The biggest surprise I experienced during that case was their employer trying to argue that a miscarriage wasn’t pregnancy-related under the Equality Act 2010 because the employee wasn’t pregnant anymore. This is completely incorrect. Why?

Because a miscarriage is always pregnancy-related because an employee has to become pregnant to have a miscarriage, not to mention that miscarriage can lead to serious health complications for the women involved.

Despite this, many employers act in a discriminatory way against employees who have experienced a miscarriage. This is often unknowingly due to not believing it constitutes discrimination, however, this is no defence to a discrimination claim by an affected employee. Some examples of discrimination include:

(1) Noting absences linked to the effects of miscarriage on an employee’s absence record and inviting them to a formal absence management or absence review meeting. Instead, these absences should be discounted because they are pregnancy-related.

(2) Inviting employees to formal meetings due to technical breaches of their absence notification procedure (i.e. failing to call work before 9am to advise of non-attendance or having another person do so on their behalf) because of them being rushed to hospital due to the miscarriage or after-effects of miscarriage.

(3) Informing colleagues that they have miscarried without the consent of the employee. This could constitute pregnancy-related harassment due to the personal and emotional nature of this confidential information.

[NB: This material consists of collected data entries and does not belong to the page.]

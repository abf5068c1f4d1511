//! # REST API for Order Management
//!
//! Endpoints for placing orders, listing a user's orders, and managing the
//! products inside an order.

use axum::{
    extract::{Path, State},
    http::StatusCode,
    response::Json,
};
use tracing::info;

use crate::io::rest::error::ApiError;
use crate::io::rest::extract::ApiJson;
use crate::io::rest::mappers::{OrderMapper, ProductMapper};
use crate::AppState;
use shared::{CreateOrderRequest, MessageResponse, Order, Product};

/// Place a new order
pub async fn create_order(
    State(state): State<AppState>,
    ApiJson(request): ApiJson<CreateOrderRequest>,
) -> Result<(StatusCode, Json<Order>), ApiError> {
    info!("POST /orders - request: {:?}", request);

    let order = state.order_service.create_order(request).await?;

    Ok((StatusCode::CREATED, Json(OrderMapper::to_dto(order))))
}

/// List all orders placed by one user
pub async fn list_user_orders(
    State(state): State<AppState>,
    Path(user_id): Path<i64>,
) -> Result<Json<Vec<Order>>, ApiError> {
    info!("GET /orders/user/{}", user_id);

    let orders = state.order_service.list_orders_for_user(user_id).await?;

    Ok(Json(OrderMapper::to_order_list_dto(orders)))
}

/// List the products contained in an order
pub async fn list_order_products(
    State(state): State<AppState>,
    Path(order_id): Path<i64>,
) -> Result<Json<Vec<Product>>, ApiError> {
    info!("GET /orders/{}/products", order_id);

    let products = state.order_service.list_order_products(order_id).await?;

    Ok(Json(ProductMapper::to_product_list_dto(products)))
}

/// Add a product to an order; re-adding the same product is a no-op
pub async fn add_product_to_order(
    State(state): State<AppState>,
    Path((order_id, product_id)): Path<(i64, i64)>,
) -> Result<Json<MessageResponse>, ApiError> {
    info!("POST /orders/{}/add_products/{}", order_id, product_id);

    let added = state
        .order_service
        .add_product_to_order(order_id, product_id)
        .await?;

    let message = if added {
        "Product added!"
    } else {
        "Product already in order"
    };

    Ok(Json(MessageResponse::new(message)))
}

/// Remove a product from an order
pub async fn remove_product_from_order(
    State(state): State<AppState>,
    Path((order_id, product_id)): Path<(i64, i64)>,
) -> Result<Json<MessageResponse>, ApiError> {
    info!("DELETE /orders/{}/remove_product/{}", order_id, product_id);

    state
        .order_service
        .remove_product_from_order(order_id, product_id)
        .await?;

    Ok(Json(MessageResponse::new("Product removed from order")))
}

Now, there are many different definitions of miscarriage and these affect the individual’s rights in many ways. In employment law, it is usually given a wide definition and includes:

(a) Miscarriage before 24-week mark of pregnancy (no entitlement to statutory maternity leave and pay);

(b) Stillborn baby after 24-week mark of pregnancy (retains entitlement to statutory maternity leave and pay); and

(c) Stillborn and/or death of baby shortly after birth (retains entitlement to statutory maternity leave and pay).

The majority of discrimination occurs to mothers who lose their babies before the 24-week mark due to an incorrect presumption that these are ‘less painful’ or ‘easier to process’; albeit this isn’t to say that mothers who lose their babies after the 24-week mark don’t experience discrimination.

So, what should an employer do?  Firstly, it is important to acknowledge that an informal approach is required. Forget the Handbook and procedures and, instead, focus on sitting down with the employee and asking what they need. If they request time off, strongly consider the request. If they have various follow-up medical appointments in the weeks afterwards, approve them. If they feel unwell at work, invite them to go home with full pay.

This will ensure that the employee feels supported during a period in which work, rightly, isn’t likely to be their priority. It will also result in the individual being in a position to return to work at an earlier date due to being able to recuperate and process what has happened. This blog is fairly rare for the fact that it focuses more on the employee’s needs than the requirements of legislation but, in all honesty, some things require emotional delicacy rather than rigid legal procedure and an employee’s miscarriage is definitely one of them.